**Information provided**.
'''
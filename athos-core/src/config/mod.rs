use crate::error::ClientError;
use config::{Config, Environment, File};
use serde::de::DeserializeOwned;
use std::path::Path;

/// Directory searched for `base.yaml` / `local.yaml`, relative to the
/// working directory.
pub const CONFIGURATION_DIRECTORY: &str = "configuration";

/// Load layered settings.
///
/// Sources, lowest precedence first: `configuration/base.*`,
/// `configuration/local.*` (both optional), then environment variables
/// named `{PREFIX}_{SECTION}__{KEY}`. A `.env` file is read beforehand.
pub fn load_configuration<T: DeserializeOwned>(env_prefix: &str) -> Result<T, ClientError> {
    dotenvy::dotenv().ok();

    let base_path = std::env::current_dir()
        .map_err(|e| ClientError::Config(config::ConfigError::Foreign(Box::new(e))))?;

    load_configuration_from(&base_path.join(CONFIGURATION_DIRECTORY), env_prefix)
}

/// Same as [`load_configuration`] but with an explicit configuration directory.
pub fn load_configuration_from<T: DeserializeOwned>(
    configuration_directory: &Path,
    env_prefix: &str,
) -> Result<T, ClientError> {
    let settings = Config::builder()
        .add_source(File::from(configuration_directory.join("base")).required(false))
        .add_source(File::from(configuration_directory.join("local")).required(false))
        .add_source(
            Environment::with_prefix(env_prefix)
                .prefix_separator("_")
                .separator("__")
                .try_parsing(true),
        )
        .build()?;

    Ok(settings.try_deserialize::<T>()?)
}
'''
**Requirement**. Show every line above where "ClientError" is found.

**Completed task**.
use crate::error::ClientError;
pub fn load_configuration<T: DeserializeOwned>(env_prefix: &str) -> Result<T, ClientError> {
        .map_err(|e| ClientError::Config(config::ConfigError::Foreign(Box::new(e))))?;
) -> Result<T, ClientError> {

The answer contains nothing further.